It's a Presidential election year, about as big a news story as there can be. But too many news organizations still are not doing a particularly good or innovative job of providing online campaign coverage that goes beyond standard print and broadcast coverage.
In fact, it's taken a startup site to redefine campaign coverage in this Presidential cycle. The remarkable FiveThirtyEight.com is providing daily updates of polling activity and adding sophisticated statistical analysis tools to attempt to track and project what's happening among the ever-changing electorate.
While most mainstream media sites still are fixated on essentially meaningless national voter polls, FiveThirtyEight.com is breaking down state-by-state results to attempt to chart what's going to happen in the all-important Electoral College (the site's name refers to the number of Electoral College votes up for grabs). Poll data is weighted based on the pollster's past record of accuracy. And the site applies tools like regression analysis and similarity scores to attempt to bring clarity to the mass of numbers it collects.
Who's behind FiveThirtyEight.com? A guy named Nate Silver, whose day job is being one of the principals behind legendary baseball statistics site Baseball Prospectus. (Silver invented the legendary baseball player stat-projection tool, PECOTA.)
Silver is bringing the kinds of advanced statistical analysis beloved of baseball stats geeks to the Presidential political arena, and the results are revelatory. He's even run 10,000 simulations of the election to try to project the outcome, and constantly changes his probability estimates of various outcomes based on the latest polling data. At the moment Silver thinks there's 17.44 percent chance of an Obama landslide, a 3.98 percent chance that McCain could lost Ohio yet win the election, and a 0.82 percent chance of an electoral college tie.
This is heady stuff, especially when most major news organizations' idea of sophisticated political coverage is pretty much limited to reporter blogs. How 2004. Last time around, ABC News' The Note defined campaign coverage, and naturally, this year every major news site has its own version–The Fix, The Trail, The Caucus, Top of the Ticket, etc. Some are very good. But they're still pretty conventional, especially compared to what Silver is doing. Also conventional: Politico, the much-ballyhooed politics Web site/newspaper startup from two former Washington Post reporters that's quickly become a player on the national political news scene. Politico is solid, but it's still basically a newspaper on a screen (disclosure: I did some pre-launch consulting for Politico).
FiveThirtyEight.com is not the only one exploring new ways of looking at the election, but other good examples are few and far between. A handful of others worth checking out:
- PolitiFact.com, by the St. Petersburg Times and Congressional Quarterly, whose Truth-o-Meter is a clever way to look at the back and forth between candidates. PolitiFact is very witty and engaging about holding the candidates accountable for their statements, matched only by The Daily Show's masterful use of videos that catch contradictory statements. WashingtonPost.com has tried something sort of similar with its FactChecker blog, but FactChecker is inexplicably taking the summer off. Don't they know there's an election coming up?

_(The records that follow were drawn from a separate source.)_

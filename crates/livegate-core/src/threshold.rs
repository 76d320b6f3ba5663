//! Context-adjusted decision threshold.
//!
//! Positive boosts make the detector stricter (a higher real score is
//! needed), negative boosts relax it. The result is always clamped.

use crate::temporal::TemporalVerdict;
use crate::types::ModelScore;
use serde::{Deserialize, Serialize};

// --- Named constants ---
const DISAGREEMENT_LIMIT: f32 = 0.3;
const DISAGREEMENT_BOOST: f32 = 0.05;
const AGREEMENT_LIMIT: f32 = 0.1;
const CONFIDENT_REAL: f32 = 0.8;
const AGREEMENT_RELIEF: f32 = -0.03;
const LOW_QUALITY: f32 = 0.5;
const LOW_QUALITY_BOOST: f32 = 0.05;
const HIGH_QUALITY: f32 = 0.8;
const HIGH_QUALITY_RELIEF: f32 = -0.02;
const LOW_STABILITY: f32 = 0.4;
const LOW_STABILITY_BOOST: f32 = 0.03;
const HIGH_STABILITY: f32 = 0.8;
const HIGH_STABILITY_RELIEF: f32 = -0.02;
const TEMPORAL_MIN_CONFIDENCE: f32 = 0.7;
const TEMPORAL_SPOOF_GAIN: f32 = 0.10;
const TEMPORAL_REAL_GAIN: f32 = -0.05;

/// Bounds for the adjusted threshold.
#[derive(Debug, Clone, Copy, PartialEq, Serialize, Deserialize)]
#[serde(default)]
pub struct ThresholdClamp {
    pub min: f32,
    pub max: f32,
}

impl Default for ThresholdClamp {
    fn default() -> Self {
        Self { min: 0.40, max: 0.85 }
    }
}

#[derive(Debug, Clone, PartialEq, Serialize)]
pub struct ThresholdAdjustment {
    pub base_threshold: f32,
    pub adjusted_threshold: f32,
    pub total_boost: f32,
    pub explanation: Vec<String>,
}

#[derive(Debug, Clone)]
pub struct AdaptiveThresholdManager {
    base_threshold: f32,
    clamp: ThresholdClamp,
}

impl AdaptiveThresholdManager {
    pub fn new(base_threshold: f32, clamp: ThresholdClamp) -> Self {
        Self {
            base_threshold,
            clamp,
        }
    }

    pub fn base_threshold(&self) -> f32 {
        self.base_threshold
    }

    pub fn set_base_threshold(&mut self, threshold: f32) {
        self.base_threshold = threshold;
    }

    pub fn adjust(
        &self,
        v2: &ModelScore,
        v1se: &ModelScore,
        quality: Option<f32>,
        stability: Option<f32>,
        temporal_verdict: Option<TemporalVerdict>,
        temporal_confidence: Option<f32>,
    ) -> ThresholdAdjustment {
        let mut boost = 0.0f32;
        let mut explanation = Vec::new();
        let mut apply = |delta: f32, reason: String| {
            boost += delta;
            explanation.push(format!("{reason} ({delta:+.3})"));
        };

        let gap = (v2.real_score - v1se.real_score).abs();
        if gap > DISAGREEMENT_LIMIT {
            apply(DISAGREEMENT_BOOST, format!("model disagreement {gap:.2}"));
        } else if gap < AGREEMENT_LIMIT
            && v2.real_score > CONFIDENT_REAL
            && v1se.real_score > CONFIDENT_REAL
        {
            apply(AGREEMENT_RELIEF, "models agree on a confident live face".into());
        }

        if let Some(q) = quality {
            if q < LOW_QUALITY {
                apply(LOW_QUALITY_BOOST, format!("low crop quality {q:.2}"));
            } else if q > HIGH_QUALITY {
                apply(HIGH_QUALITY_RELIEF, format!("high crop quality {q:.2}"));
            }
        }

        if let Some(s) = stability {
            if s < LOW_STABILITY {
                apply(LOW_STABILITY_BOOST, format!("unstable track {s:.2}"));
            } else if s > HIGH_STABILITY {
                apply(HIGH_STABILITY_RELIEF, format!("stable track {s:.2}"));
            }
        }

        if let (Some(verdict), Some(conf)) = (temporal_verdict, temporal_confidence) {
            if conf >= TEMPORAL_MIN_CONFIDENCE {
                match verdict {
                    TemporalVerdict::Spoof => {
                        apply(TEMPORAL_SPOOF_GAIN * conf, format!("temporal spoof {conf:.2}"))
                    }
                    TemporalVerdict::Real => {
                        apply(TEMPORAL_REAL_GAIN * conf, format!("temporal live {conf:.2}"))
                    }
                    TemporalVerdict::Uncertain => {}
                }
            }
        }

        let adjusted = (self.base_threshold + boost).clamp(self.clamp.min, self.clamp.max);
        tracing::debug!(
            base = self.base_threshold,
            adjusted,
            boost,
            reasons = ?explanation,
            "adaptive threshold"
        );

        ThresholdAdjustment {
            base_threshold: self.base_threshold,
            adjusted_threshold: adjusted,
            total_boost: boost,
            explanation,
        }
    }
}
/// Texture (2.7×) and shape (4.0×) crops of one face. In the degraded
/// path both hold the same clamped box crop.
struct CropPair {
    texture: RgbImage,
    shape: RgbImage,
}

enum Prepared {
    Ready(CropPair),
    Rejected(Verdict),
}

struct PendingFace {
    index: usize,
    track_id: Option<i64>,
    crops: CropPair,
    cache_key: Option<String>,
}

pub struct LivenessDetector {
    config: DetectorConfig,
    predictor: DualModelPredictor,
    ensemble: EnsembleEngine,
    cache: VerdictCache,
    quality_gate: Option<Box<dyn QualityGate>>,
}

impl LivenessDetector {
    /// Validate `config` and load both MiniFASNet models from disk.
    pub fn load(config: DetectorConfig) -> Result<Self, DetectorError> {
        config.validate()?;

        let texture = OnnxLivenessModel::load(&config.model_v2_path, config.intra_threads)?;
        tracing::info!(path = %config.model_v2_path, "MiniFASNetV2 texture model loaded");

        let shape = OnnxLivenessModel::load(&config.model_v1se_path, config.intra_threads)?;
        tracing::info!(path = %config.model_v1se_path, "MiniFASNetV1SE shape model loaded");

        Ok(Self::new(config, Box::new(texture), Box::new(shape))?)
    }

    /// Build a detector around already-loaded models.
    pub fn new(
        config: DetectorConfig,
        texture_model: Box<dyn LivenessModel>,
        shape_model: Box<dyn LivenessModel>,
    ) -> Result<Self, ConfigError> {
        config.validate()?;

        let mut ensemble = EnsembleEngine::new(config.v2_weight, config.v1se_weight, config.threshold)
            .with_temporal_override(config.temporal_override);
        if config.enable_temporal_analysis {
            ensemble = ensemble.with_temporal(TemporalConsistencyAnalyzer::new(config.temporal));
        }
        if config.enable_adaptive_threshold {
            ensemble = ensemble.with_adaptive_threshold(AdaptiveThresholdManager::new(
                config.threshold,
                config.threshold_clamp,
            ));
        }

        let quality_gate: Option<Box<dyn QualityGate>> = if config.enable_quality_gate {
            Some(Box::new(CropQualityGate::new(config.quality)))
        } else {
            None
        };

        let (v2_weight, v1se_weight) = ensemble.weights();
        tracing::info!(
            threshold = config.threshold,
            v2_weight,
            v1se_weight,
            max_batch_size = config.max_batch_size,
            cache_duration_secs = config.cache_duration_secs,
            quality_gate = config.enable_quality_gate,
            temporal = config.enable_temporal_analysis,
            adaptive_threshold = config.enable_adaptive_threshold,
            "liveness detector ready"
        );

        Ok(Self {
            predictor: DualModelPredictor::new(texture_model, shape_model, config.input_size),
            cache: VerdictCache::new(config.cache_duration_secs, config.cache_confidence_floor),
            ensemble,
            quality_gate,
            config,
        })
    }

    /// Replace the crop quality gate, enabling it if it was off.
    pub fn with_quality_gate(mut self, gate: Box<dyn QualityGate>) -> Self {
        self.quality_gate = Some(gate);
        self.config.enable_quality_gate = true;
        self
    }

    pub fn config(&self) -> &DetectorConfig {
        &self.config
    }

    /// Score every detection in `image`. The output always has one entry
    /// per detection, in the same order.
    pub fn detect_faces(&mut self, image: &RgbImage, detections: &[FaceDetection]) -> Vec<FaceResult> {
        if detections.is_empty() {
            return Vec::new();
        }

        let started = Instant::now();
        let threshold = self.ensemble.threshold();
        let (frame, scaled) = self.config.scale_separation.ensure_separation(image, detections);

        let mut verdicts: Vec<Option<Verdict>> = vec![None; detections.len()];
        let mut pending = Vec::new();

        for (index, face) in scaled.iter().enumerate() {
            let crops = match self.prepare(&frame, index, face, threshold) {
                Prepared::Ready(crops) => crops,
                Prepared::Rejected(verdict) => {
                    verdicts[index] = Some(verdict);
                    continue;
                }
            };

            let cache_key = self.cache.key(&crops.texture, &crops.shape);
            if let Some(hit) = cache_key.as_deref().and_then(|k| self.cache.get(k)) {
                tracing::debug!(face = index, status = ?hit.status, "verdict cache hit");
                verdicts[index] = Some(hit);
                continue;
            }

            pending.push(PendingFace {
                index,
                track_id: face.tracked_id(),
                crops,
                cache_key,
            });
        }

        for chunk in pending.chunks(self.config.max_batch_size.max(1)) {
            self.score_chunk(chunk, &mut verdicts);
        }

        let elapsed_ms = started.elapsed().as_secs_f32() * 1000.0;
        detections
            .iter()
            .zip(verdicts)
            .enumerate()
            .map(|(index, (detection, verdict))| {
                let mut verdict = verdict.unwrap_or_else(|| {
                    tracing::error!(face = index, "no verdict recorded; failing closed");
                    Verdict::rejected(
                        Status::ProcessingFailed,
                        "Anti-spoofing result missing; marked as spoof for safety",
                        threshold,
                    )
                });
                verdict.processing_time_ms = elapsed_ms;
                FaceResult::new(
                    index,
                    detection.bbox.as_ref().ok().copied(),
                    detection.track_id,
                    verdict,
                    detection.metadata.clone(),
                )
            })
            .collect()
    }

    fn prepare(&self, frame: &RgbImage, index: usize, face: &FaceDetection, threshold: f32) -> Prepared {
        let bbox = match &face.bbox {
            Ok(bbox) => *bbox,
            Err(e) => {
                tracing::debug!(face = index, error = %e, "rejecting face: invalid bounding box");
                return Prepared::Rejected(Verdict::rejected(Status::InvalidBbox, e.to_string(), threshold));
            }
        };

        let min = self.config.min_face_size;
        if bbox.width < min || bbox.height < min {
            return Prepared::Rejected(Verdict::rejected(
                Status::TooSmall,
                format!(
                    "Face too small ({:.1}x{:.1}px). Minimum: {min}x{min}px",
                    bbox.width, bbox.height
                ),
                threshold,
            ));
        }

        let texture = extract_crop(frame, &bbox, self.config.texture_scale);
        let shape = extract_crop(frame, &bbox, self.config.shape_scale);
        if let (Some(texture), Some(shape)) = (texture, shape) {
            return Prepared::Ready(CropPair { texture, shape });
        }

        tracing::warn!(
            face = index,
            width = bbox.width,
            height = bbox.height,
            "scaled crop extraction failed; falling back to raw box crop for both models"
        );
        match clamped_crop(frame, &bbox) {
            Some(crop) => Prepared::Ready(CropPair {
                texture: crop.clone(),
                shape: crop,
            }),
            None => Prepared::Rejected(Verdict::rejected(
                Status::ProcessingFailed,
                "Invalid crop region after boundary clamp",
                threshold,
            )),
        }
    }

    fn score_chunk(&mut self, chunk: &[PendingFace], verdicts: &mut [Option<Verdict>]) {
        let crops_v2: Vec<&RgbImage> = chunk.iter().map(|p| &p.crops.texture).collect();
        let crops_v1se: Vec<&RgbImage> = chunk.iter().map(|p| &p.crops.shape).collect();
        let (v2_scores, v1se_scores) = self.predictor.predict_batch(&crops_v2, &crops_v1se);

        if v2_scores.len() != chunk.len() || v1se_scores.len() != chunk.len() {
            tracing::error!(
                expected = chunk.len(),
                v2 = v2_scores.len(),
                v1se = v1se_scores.len(),
                faces = ?chunk.iter().map(|p| p.index).collect::<Vec<_>>(),
                "anti-spoofing batch size mismatch; failing chunk"
            );
            return;
        }

        for ((face, v2), v1se) in chunk.iter().zip(&v2_scores).zip(&v1se_scores) {
            let quality = self.quality_gate.as_ref().map(|gate| {
                let assessment = gate.assess(&face.crops.texture);
                if !assessment.passed {
                    tracing::debug!(
                        face = face.index,
                        score = assessment.score,
                        issues = ?assessment.issues,
                        "crop quality below gate"
                    );
                }
                assessment.score
            });

            let verdict = self.ensemble.decide(
                v2,
                v1se,
                face.track_id,
                quality,
                Some(&face.crops.texture),
            );
            tracing::debug!(
                face = face.index,
                v2_real = v2.real_score,
                v1se_real = v1se.real_score,
                status = ?verdict.status,
                "face scored"
            );

            if let Some(key) = &face.cache_key {
                self.cache.put(key, &verdict);
            }
            verdicts[face.index] = Some(verdict);
        }
    }

    /// Change the base threshold. Cached verdicts are dropped since they
    /// were decided against the old value.
    pub fn set_threshold(&mut self, threshold: f32) -> Result<(), ConfigError> {
        if !(0.0..=1.0).contains(&threshold) {
            return Err(ConfigError::OutOfRange {
                field: "threshold",
                expected: "in [0, 1]",
                value: threshold.to_string(),
            });
        }
        self.ensemble.set_threshold(threshold);
        self.config.threshold = threshold;
        self.cache.clear();
        tracing::info!(threshold, "anti-spoofing threshold updated");
        Ok(())
    }

    /// Change the cache retention window; 0 disables caching.
    pub fn set_cache_duration(&mut self, secs: f32) -> Result<(), ConfigError> {
        if !secs.is_finite() || secs < 0.0 {
            return Err(ConfigError::OutOfRange {
                field: "cache_duration_secs",
                expected: "finite and >= 0",
                value: secs.to_string(),
            });
        }
        self.cache.set_duration(secs);
        self.config.cache_duration_secs = secs;
        Ok(())
    }

    pub fn clear_cache(&mut self) {
        let dropped = self.cache.len();
        self.cache.clear();
        tracing::debug!(dropped, "verdict cache cleared");
    }

    pub fn model_info(&self) -> ModelInfo {
        let (v2_weight, v1se_weight) = self.ensemble.weights();
        ModelInfo {
            model_type: MODEL_TYPE,
            model_v2_path: self.config.model_v2_path.clone(),
            model_v1se_path: self.config.model_v1se_path.clone(),
            input_size: self.predictor.input_size(),
            texture_scale: self.config.texture_scale,
            shape_scale: self.config.shape_scale,
            v2_weight,
            v1se_weight,
            threshold: self.ensemble.threshold(),
            max_batch_size: self.config.max_batch_size,
            cache_enabled: self.cache.is_enabled(),
            cache_duration_secs: self.cache.duration_secs(),
            cache_confidence_floor: self.cache.confidence_floor(),
            cache_entries: self.cache.len(),
            quality_gate: self.quality_gate.is_some(),
            temporal_analysis: self.ensemble.temporal_enabled(),
            adaptive_threshold: self.ensemble.adaptive_enabled(),
        }
    }
}
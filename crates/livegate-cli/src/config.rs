use anyhow::{Context, Result};
use livegate_core::config::{MODEL_V1SE_FILE, MODEL_V2_FILE};
use livegate_core::DetectorConfig;
use std::path::{Path, PathBuf};

/// Load detector settings: an optional TOML file (`--config` or
/// `LIVEGATE_CONFIG`), then `LIVEGATE_*` environment overrides.
pub fn load(path: Option<&Path>) -> Result<DetectorConfig> {
    let path = path
        .map(Path::to_path_buf)
        .or_else(|| std::env::var("LIVEGATE_CONFIG").ok().map(PathBuf::from));

    let base = match &path {
        Some(path) => {
            let text = std::fs::read_to_string(path)
                .with_context(|| format!("reading config file {}", path.display()))?;
            let config: DetectorConfig = toml::from_str(&text)
                .with_context(|| format!("parsing config file {}", path.display()))?;
            tracing::info!(path = %path.display(), "loaded config file");
            config
        }
        None => DetectorConfig::default(),
    };

    let config = apply_env(base, |key| std::env::var(key).ok());
    config.validate().context("invalid detector configuration")?;
    Ok(config)
}

/// Apply `LIVEGATE_*` overrides read through `lookup`.
pub fn apply_env(mut config: DetectorConfig, lookup: impl Fn(&str) -> Option<String>) -> DetectorConfig {
    if let Some(dir) = lookup("LIVEGATE_MODEL_DIR").map(PathBuf::from) {
        config.model_v2_path = dir.join(MODEL_V2_FILE).to_string_lossy().into_owned();
        config.model_v1se_path = dir.join(MODEL_V1SE_FILE).to_string_lossy().into_owned();
    }
    if let Some(path) = lookup("LIVEGATE_MODEL_V2_PATH") {
        config.model_v2_path = path;
    }
    if let Some(path) = lookup("LIVEGATE_MODEL_V1SE_PATH") {
        config.model_v1se_path = path;
    }

    config.threshold = env_f32(&lookup, "LIVEGATE_THRESHOLD", config.threshold);
    config.v2_weight = env_f32(&lookup, "LIVEGATE_V2_WEIGHT", config.v2_weight);
    config.v1se_weight = env_f32(&lookup, "LIVEGATE_V1SE_WEIGHT", config.v1se_weight);
    config.max_batch_size = env_usize(&lookup, "LIVEGATE_MAX_BATCH_SIZE", config.max_batch_size);
    config.cache_duration_secs = env_f32(&lookup, "LIVEGATE_CACHE_DURATION", config.cache_duration_secs);
    config.intra_threads = env_usize(&lookup, "LIVEGATE_INTRA_THREADS", config.intra_threads);
    config.enable_quality_gate = env_flag(&lookup, "LIVEGATE_QUALITY_GATE", config.enable_quality_gate);
    config.enable_temporal_analysis =
        env_flag(&lookup, "LIVEGATE_TEMPORAL_ANALYSIS", config.enable_temporal_analysis);
    config.enable_adaptive_threshold =
        env_flag(&lookup, "LIVEGATE_ADAPTIVE_THRESHOLD", config.enable_adaptive_threshold);

    config
}

fn env_f32(lookup: &impl Fn(&str) -> Option<String>, key: &str, default: f32) -> f32 {
    lookup(key)
        .and_then(|v| v.parse().ok())
        .unwrap_or(default)
}

fn env_usize(lookup: &impl Fn(&str) -> Option<String>, key: &str, default: usize) -> usize {
    lookup(key)
        .and_then(|v| v.parse().ok())
        .unwrap_or(default)
}

/// Any value other than "0" enables the flag.
fn env_flag(lookup: &impl Fn(&str) -> Option<String>, key: &str, default: bool) -> bool {
    lookup(key).map(|v| v != "0").unwrap_or(default)
}

#[cfg(test)]
mod tests {
    use super::*;
    use std::collections::HashMap;

    fn env(pairs: &[(&str, &str)]) -> impl Fn(&str) -> Option<String> {
        let map: HashMap<String, String> = pairs
            .iter()
            .map(|(k, v)| (k.to_string(), v.to_string()))
            .collect();
        move |key| map.get(key).cloned()
    }

    #[test]
    fn test_no_overrides_keeps_config() {
        let config = apply_env(DetectorConfig::default(), env(&[]));
        assert_eq!(config, DetectorConfig::default());
    }

    #[test]
    fn test_model_dir_sets_both_paths() {
        let config = apply_env(DetectorConfig::default(), env(&[("LIVEGATE_MODEL_DIR", "/opt/livegate")]));
        assert_eq!(config.model_v2_path, format!("/opt/livegate/{MODEL_V2_FILE}"));
        assert_eq!(config.model_v1se_path, format!("/opt/livegate/{MODEL_V1SE_FILE}"));
    }

    #[test]
    fn test_explicit_path_wins_over_dir() {
        let config = apply_env(
            DetectorConfig::default(),
            env(&[("LIVEGATE_MODEL_DIR", "/opt/a"), ("LIVEGATE_MODEL_V2_PATH", "/tmp/v2.onnx")]),
        );
        assert_eq!(config.model_v2_path, "/tmp/v2.onnx");
        assert!(config.model_v1se_path.starts_with("/opt/a"));
    }

    #[test]
    fn test_numeric_and_flag_overrides() {
        let config = apply_env(
            DetectorConfig::default(),
            env(&[
                ("LIVEGATE_THRESHOLD", "0.72"),
                ("LIVEGATE_MAX_BATCH_SIZE", "16"),
                ("LIVEGATE_CACHE_DURATION", "1.5"),
                ("LIVEGATE_TEMPORAL_ANALYSIS", "0"),
                ("LIVEGATE_QUALITY_GATE", "yes"),
            ]),
        );
        assert_eq!(config.threshold, 0.72);
        assert_eq!(config.max_batch_size, 16);
        assert_eq!(config.cache_duration_secs, 1.5);
        assert!(!config.enable_temporal_analysis);
        assert!(config.enable_quality_gate);
    }

    #[test]
    fn test_unparseable_values_fall_back() {
        let config = apply_env(
            DetectorConfig::default(),
            env(&[("LIVEGATE_THRESHOLD", "high"), ("LIVEGATE_MAX_BATCH_SIZE", "-3")]),
        );
        assert_eq!(config.threshold, 0.65);
        assert_eq!(config.max_batch_size, 8);
    }

    #[test]
    fn test_load_reads_toml_file() {
        let path = std::env::temp_dir().join(format!("livegate-config-{}.toml", std::process::id()));
        std::fs::write(&path, "threshold = 0.5\n[threshold_clamp]\nmin = 0.3\n").unwrap();
        let config = load(Some(&path)).unwrap();
        std::fs::remove_file(&path).ok();
        assert_eq!(config.threshold_clamp.min, 0.3);
    }

    #[test]
    fn test_load_missing_file_errors() {
        assert!(load(Some(Path::new("/nonexistent/livegate.toml"))).is_err());
    }
}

- Patchwork Nation, by the Christian Science Monitor, an interesting way to try to move election coverage away from the Washington vortex. Based on 11 blogs from around the country, each attempting to represent a different voter interest group (Evangelical Epicenters, Immigration Nation, Tractor Country, and so on) Patchwork Nation offers a different perspective, for sure. But I wish it had gone farther, and opened itself up to blogs and contributions from readers all over the nation, not just those 11 blogs. That would really bring the patchwork map that dominates the site to life. Still, it's a good effort to get beyond the usual political coverage.
- Poligraph, by HealthCentral.com (another former client) does an interesting job of tracking the candidates' positions on health care issues, with an easy to understand interactive graphic tool. You can even compare your own stance on various health issues with the candidates'. Extra credit: HealthCentral has made it easy for other sites to add Poligraph to their political coverage as an embeddable widget. One only wishes there were similar tools for other major issues.
- YouDecide, by San Francisco public TV station KQED, offers a smart interactive tool that both assesses your stands on various issues and challenges your position through a series of questions. It's an interesting approach, and it's also available for embedding in other sites (hint: embeddable widgets like this are a great way to spread a brand name).
Other than that, the list of interesting political coverage efforts is pretty thin. There are various versions of electoral maps and campaign finance databases, and WashingtonPost.com–which should be the ESPN.com of politics but never seems to rise to that level–does have a candidate-travel tracking tool, an issues-tracker (powered by DayLife) that seems out of date (it still lists Mike Gravel as a candidate), and a few rudimentary Facebook widgets (again, spreading the brand).
But FiveThirtyEight right now is way ahead in the election coverage innovation polls. But there could be a dark horse: Google did an incredible map-based site to cover last year's Australian election. If the company has something similar coming for the U.S. Presidential race (with less than three months to go, it had better get cracking), all those campaign blogs are going to look even more like also-rans.